Rage Against the Machine
It's hard to pick one single track from RATM; my son played Rage morning, noon, and night: "Bullet In The Head," "Zapata's Blood," "Know Your Enemy," "Bombtrack," "Killing In The Name," "Freedom," others I can't name but would recognize at the first note. He loved to sing and he wanted to play guitar but his tremors made playing an instrument impossible. So I set up a microphone on a stand in his room and then plugged the mike into an amp. Even from downstairs, I could hear him wailing along with the band. He jumped up and down as if a mosh pit had materialized between his bed and his dresser. He wrote lyrics to his own songs in a notebook that he kept by his bed. The lyrics were fashioned in the style of RATM, strongly worded manifestos that featured bombs and assassinations and prayers for peace and justice. He wrote these songs right up until the day we lost him. After he went in to the hospital, I looked in his notebook. The lyrics were still there, but they had become inscrutable and bizarre, written in symbols and slashes and squiggles that bore no relationship to any language I had ever known. As his illness progressed, he no longer knew me or knew himself but stalked the halls of the acute care crisis stabilization unit, telling anyone who would listen that he was Zack de la Rocha and man, they should hear his band.
Korn - "Freak on a Leash"
When he wasn't listening to RATM, my son listened to Korn and when he listened to Korn, he listened to "Freak on a Leash." I'd hear the words grinding from behind his closed bedroom door: "Can't I take away all this pain /(You wanna see the light)/ I try to every night, all in vain...in vain." Just after he tried to kill himself by strangling himself with a microphone cord, I took this song away from him.
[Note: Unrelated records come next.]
//! `send` command implementation.

use anyhow::{Context, Result};
use contracts::{AdapterBlueprint, RuleConfig};
use serde_json::Value;
use tracing::{info, warn};

use crate::cli::SendArgs;
use crate::error::CliError;
use crate::pipeline::{Publisher, SendConfig};

/// Execute the `send` command
pub async fn run_send(args: &SendArgs) -> Result<()> {
    info!(config = %args.config.display(), "Loading configuration");

    if !args.config.exists() {
        return Err(CliError::config_not_found(args.config.display().to_string()).into());
    }

    let mut blueprint = config_loader::ConfigLoader::load_from_path(&args.config)
        .with_context(|| format!("Failed to load config from {}", args.config.display()))?;

    apply_overrides(&mut blueprint, args);
    config_loader::ConfigLoader::validate(&blueprint)
        .context("Configuration invalid after applying CLI overrides")?;

    info!(
        adapter = %blueprint.adapter.name,
        sync = blueprint.adapter.sync,
        broker = ?blueprint.broker.kind,
        sinks = blueprint.sinks.len(),
        "Configuration loaded"
    );

    if args.dry_run {
        info!("Dry run mode - configuration is valid, exiting");
        print_config_summary(&blueprint);
        return Ok(());
    }

    if args.metrics_port != 0 {
        observability::init_metrics_only(args.metrics_port)?;
    }

    let publisher = Publisher::new(SendConfig {
        blueprint,
        input: args.input.clone(),
        max_messages: (args.max_messages != 0).then_some(args.max_messages),
    });

    let shutdown_signal = setup_shutdown_signal();

    tokio::select! {
        result = publisher.run() => {
            let stats = result.context("Send failed")?;
            info!(
                messages = stats.messages_read,
                duration_secs = stats.duration.as_secs_f64(),
                throughput = format!("{:.2}", stats.throughput()),
                "Send completed"
            );
            stats.print_summary();
        }
        _ = shutdown_signal => {
            warn!("Received shutdown signal, stopping send...");
        }
    }

    Ok(())
}

/// Apply CLI overrides to the loaded configuration
fn apply_overrides(blueprint: &mut AdapterBlueprint, args: &SendArgs) {
    if let Some(sync) = args.sync_override() {
        info!(sync, "Overriding sync mode from CLI");
        blueprint.adapter.sync = sync;
    }
    if let Some(timeout_ms) = args.send_timeout_ms {
        info!(timeout_ms, "Overriding send timeout from CLI");
        blueprint.adapter.send_timeout_ms = Some(timeout_ms);
        blueprint.adapter.send_timeout = None;
    }
    if let Some(topic) = &args.topic {
        info!(topic = %topic, "Overriding topic from CLI");
        blueprint.adapter.topic = Some(RuleConfig::Static(Value::String(topic.clone())));
    }
    if let Some(servers) = &args.bootstrap_servers {
        info!(servers = %servers, "Overriding bootstrap servers from CLI");
        blueprint.broker.bootstrap_servers = Some(servers.clone());
    }
}

/// Setup Ctrl+C and SIGTERM signal handlers
async fn setup_shutdown_signal() {
    let ctrl_c = async {
        if let Err(e) = tokio::signal::ctrl_c().await {
            warn!(error = %e, "Failed to install Ctrl+C handler");
            std::future::pending::<()>().await;
        }
    };

    #[cfg(unix)]
    let terminate = async {
        match tokio::signal::unix::signal(tokio::signal::unix::SignalKind::terminate()) {
            Ok(mut signal) => {
                signal.recv().await;
            }
            Err(e) => {
                warn!(error = %e, "Failed to install SIGTERM handler");
                std::future::pending::<()>().await;
            }
        }
    };

    #[cfg(not(unix))]
    let terminate = std::future::pending::<()>();

    tokio::select! {
        _ = ctrl_c => {},
        _ = terminate => {},
    }
}

/// Print configuration summary for dry-run mode
fn print_config_summary(blueprint: &AdapterBlueprint) {
    let adapter = &blueprint.adapter;
    println!("\n=== Configuration Summary ===\n");
    println!("Adapter: {}", adapter.name);
    println!("  Mode: {}", if adapter.sync { "sync" } else { "async" });
    println!("  Broker: {:?}", blueprint.broker.kind);
    if let Some(servers) = &blueprint.broker.bootstrap_servers {
        println!("  Bootstrap servers: {}", servers);
    }
    println!(
        "  Header mapping: {}",
        if blueprint.header_mapping.enabled { "on" } else { "off" }
    );

    if !blueprint.sinks.is_empty() {
        println!("\nSinks ({}):", blueprint.sinks.len());
        for sink in &blueprint.sinks {
            println!("  - {} ({:?})", sink.name, sink.sink_type);
        }
    }
    println!();
}

#[cfg(test)]
mod tests {
    use super::*;
    use crate::cli::{Cli, Commands};
    use clap::Parser;

    const CONFIG: &str = r#"
[adapter]
name = "orders-out"
sync = true
send_timeout = { metadata = "deadline" }
"#;

    fn send_args(extra: &[&str]) -> SendArgs {
        let mut argv = vec!["kafka-outbound", "send"];
        argv.extend_from_slice(extra);
        match Cli::try_parse_from(argv).unwrap().command {
            Commands::Send(args) => args,
            _ => panic!("expected send"),
        }
    }

    #[test]
    fn test_overrides_applied() {
        let mut bp = config_loader::ConfigLoader::load_from_str(
            CONFIG,
            config_loader::ConfigFormat::Toml,
        )
        .unwrap();
        let args = send_args(&["--no-sync", "--send-timeout-ms", "500", "--topic", "audit"]);
        apply_overrides(&mut bp, &args);

        assert!(!bp.adapter.sync);
        assert_eq!(bp.adapter.send_timeout_ms, Some(500));
        assert!(bp.adapter.send_timeout.is_none());
        assert_eq!(
            bp.adapter.topic,
            Some(RuleConfig::Static(Value::String("audit".into())))
        );
        assert!(config_loader::ConfigLoader::validate(&bp).is_ok());
    }

    #[tokio::test]
    async fn test_missing_config() {
        let args = send_args(&["-c", "/nonexistent/adapter.toml"]);
        let err = run_send(&args).await.unwrap_err();
        assert!(err.to_string().contains("not found"));
    }
}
I also took away music by Marilyn Manson and Limp Bizkit and Sepultura. I didn't blame the bands for inciting something in my son, for who could know if the music merely raised things that otherwise would have gone unspoken or planted thoughts that had never been there before. But I knew I would never be able to live with myself if my son turned out to be successful in his plans and I had done nothing to stop him. So I sorted through his CDs and anything that I decided was too dark went into a drawer in my bedroom. My son cried and raged but I thought that I had done something concrete, something that would stop the onslaught of the illness. As it turns out, little did I know.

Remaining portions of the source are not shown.